**Records supplied**
-.-.-

impl HandleRegistry {
    /// Registry with the standard post-open pipeline for `config`.
    pub fn new(
        config: ShelfConfig,
        loader: Arc<dyn DatabaseLoader>,
        prompter: Arc<dyn Prompter>,
        views: Arc<dyn ViewHost>,
        audit: Arc<dyn AuditSink>,
    ) -> Self {
        let pipeline = PostLoadPipeline::standard(&config, prompter.clone());
        Self::with_pipeline(config, loader, prompter, views, audit, pipeline)
    }

    /// Registry with a caller-assembled pipeline.
    pub fn with_pipeline(
        config: ShelfConfig,
        loader: Arc<dyn DatabaseLoader>,
        prompter: Arc<dyn Prompter>,
        views: Arc<dyn ViewHost>,
        audit: Arc<dyn AuditSink>,
        pipeline: PostLoadPipeline,
    ) -> Self {
        HandleRegistry {
            slots: Mutex::new(HashMap::new()),
            loaded: Condvar::new(),
            guard: FileAdmissionGuard::new(config.lock.clone()),
            config,
            loader,
            prompter,
            views,
            audit,
            pipeline,
            view_state: Mutex::new(HashSet::new()),
        }
    }

    /// Open (or re-surface) the database at `path` with the configured
    /// fallback encoding.
    pub fn open(&self, path: &Path, raise_view: bool) -> Result<Arc<DatabaseHandle>, OpenError> {
        self.open_with_encoding(path, None, raise_view)
    }

    /// Open with a per-source encoding override.
    ///
    /// If a handle already exists for the normalized path it is returned
    /// (and its view raised when asked) without re-parsing.
    pub fn open_with_encoding(
        &self,
        path: &Path,
        encoding: Option<&str>,
        raise_view: bool,
    ) -> Result<Arc<DatabaseHandle>, OpenError> {
        let source = BibSource::normalize(path).map_err(|source_err| OpenError::Io {
            path: path.to_path_buf(),
            source: source_err,
        })?;

        loop {
            let mut slots = self.slots.lock().expect("registry mutex poisoned");
            match slots.get(&source) {
                Some(Slot::Ready(handle)) => {
                    let handle = handle.clone();
                    // Count the connection under the lock, so a concurrent
                    // close of the last connection cannot unregister the
                    // handle between lookup and increment.
                    handle.add_connection();
                    drop(slots);
                    if raise_view {
                        if let Some(view) = handle.view() {
                            self.views.activate(view);
                        }
                    }
                    debug!(path = %source, connections = handle.connections(), "reusing open handle");
                    self.audit.record(AuditEvent {
                        actor: AUDIT_ACTOR.into(),
                        kind: AuditEventKind::FileChanged,
                        path: source.path().to_path_buf(),
                        entry_count: handle.entry_count(),
                    });
                    return Ok(handle);
                }
                Some(Slot::Loading) => {
                    // Another caller is opening this path; park until it
                    // resolves, then look again.
                    let _slots = self.loaded.wait(slots).expect("registry mutex poisoned");
                    continue;
                }
                None => {
                    slots.insert(source.clone(), Slot::Loading);
                }
            }
            break;
        }

        // This caller owns the load. Admission, prompts, and parsing all run
        // without the registry lock.
        let result = self.load(&source, encoding, raise_view);

        let mut slots = self.slots.lock().expect("registry mutex poisoned");
        match &result {
            Ok(handle) => {
                slots.insert(source.clone(), Slot::Ready(handle.clone()));
            }
            Err(_) => {
                slots.remove(&source);
            }
        }
        drop(slots);
        self.loaded.notify_all();

        if let Ok(handle) = &result {
            self.audit.record(AuditEvent {
                actor: AUDIT_ACTOR.into(),
                kind: AuditEventKind::FileOpened,
                path: source.path().to_path_buf(),
                entry_count: handle.entry_count(),
            });
        }
        result
    }

    fn load(
        &self,
        source: &BibSource,
        encoding: Option<&str>,
        raise_view: bool,
    ) -> Result<Arc<DatabaseHandle>, OpenError> {
        let path = source.path();
        self.guard.negotiate(path, self.prompter.as_ref())?;

        let encoding = encoding.unwrap_or(&self.config.bibtex_encoding);
        info!(path = %source, encoding, "opening bibliography database");

        let mut last_error: Option<LoadError> = None;
        let mut parsed: Option<ParsedDatabase> = None;
        for attempt in 1..=self.config.max_open_attempts {
            match self
                .loader
                .load(path, encoding, &self.config.bibtex_source)
            {
                Ok(outcome) => {
                    parsed = Some(outcome);
                    break;
                }
                Err(error) => {
                    warn!(path = %source, attempt, %error, "parse attempt failed");
                    last_error = Some(error);
                }
            }
        }
        let Some(parsed) = parsed else {
            return Err(OpenError::ParseFailure {
                path: path.to_path_buf(),
                attempts: self.config.max_open_attempts,
                message: last_error
                    .map(|error| error.to_string())
                    .unwrap_or_default(),
            });
        };

        let handle = DatabaseHandle::from_parse(source.clone(), &parsed);
        let view = self.views.attach(source, handle.entry_count());
        handle.set_view(view);
        if raise_view {
            self.views.activate(view);
        }
        info!(path = %source, entries = handle.entry_count(), "opened database");

        // Reconciliation runs against the frozen parse outcome and the live
        // handle. A GUI host schedules this call onto its event thread.
        self.pipeline
            .run(&handle, &parsed, raise_view, self.views.as_ref());

        Ok(handle)
    }

    /// Handle for `path` if one is open. A load in flight does not count.
    pub fn lookup(&self, path: &Path) -> Option<Arc<DatabaseHandle>> {
        let source = BibSource::normalize(path).ok()?;
        let slots = self.slots.lock().expect("registry mutex poisoned");
        match slots.get(&source) {
            Some(Slot::Ready(handle)) => Some(handle.clone()),
            _ => None,
        }
    }

    /// Release one connection on `handle`.
    ///
    /// The registry entry and the view go away only when no connections
    /// remain; closing a handle that is still shared is a no-op, not an
    /// error.
    pub fn close(&self, handle: &Arc<DatabaseHandle>) {
        // Decrement and remove under one lock acquisition; a reuse on the
        // open path counts its connection under the same lock, so the count
        // and the slot map never disagree.
        let mut slots = self.slots.lock().expect("registry mutex poisoned");
        let remaining = handle.release_connection();
        if remaining > 0 {
            debug!(path = %handle.source(), remaining, "handle still shared, keeping open");
            return;
        }
        slots.remove(handle.source());
        drop(slots);
        self.dispose(handle);
    }

    /// Release every open handle unconditionally, ignoring connection
    /// counts. Full-registry teardown, distinct from shutdown
    /// reconciliation.
    pub fn close_all(&self) {
        let drained: Vec<Arc<DatabaseHandle>> = {
            let mut slots = self.slots.lock().expect("registry mutex poisoned");
            slots
                .drain()
                .filter_map(|(_, slot)| match slot {
                    Slot::Ready(handle) => Some(handle),
                    Slot::Loading => None,
                })
                .collect()
        };
        for handle in drained {
            self.dispose(&handle);
        }
    }

    fn dispose(&self, handle: &Arc<DatabaseHandle>) {
        if let Some(view) = handle.view() {
            self.views.close(view);
        }
        self.audit.record(AuditEvent {
            actor: AUDIT_ACTOR.into(),
            kind: AuditEventKind::FileClosed,
            path: handle.source().path().to_path_buf(),
            entry_count: handle.entry_count(),
        });
        info!(path = %handle.source(), "closed database");
    }

    /// Snapshot of the open handles at this moment.
    pub fn snapshot(&self) -> Vec<Arc<DatabaseHandle>> {
        let slots = self.slots.lock().expect("registry mutex poisoned");
        slots
            .values()
            .filter_map(|slot| match slot {
                Slot::Ready(handle) => Some(handle.clone()),
                Slot::Loading => None,
            })
            .collect()
    }

    pub fn open_count(&self) -> usize {
        self.snapshot().len()
    }

    pub(crate) fn attach_view_state(&self, view: ViewId) {
        self.view_state
            .lock()
            .expect("view state mutex poisoned")
            .insert(view);
    }

    pub(crate) fn detach_view_state(&self, view: ViewId) {
        self.view_state
            .lock()
            .expect("view state mutex poisoned")
            .remove(&view);
    }

    pub fn view_state_attached(&self, view: ViewId) -> bool {
        self.view_state
            .lock()
            .expect("view state mutex poisoned")
            .contains(&view)
    }
}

-.-.-

**Work task**
Which of the lines above hold the word "ViewId"? Copy each one.

**Exercise answer**
    pub(crate) fn attach_view_state(&self, view: ViewId) {
    pub(crate) fn detach_view_state(&self, view: ViewId) {
    pub fn view_state_attached(&self, view: ViewId) -> bool {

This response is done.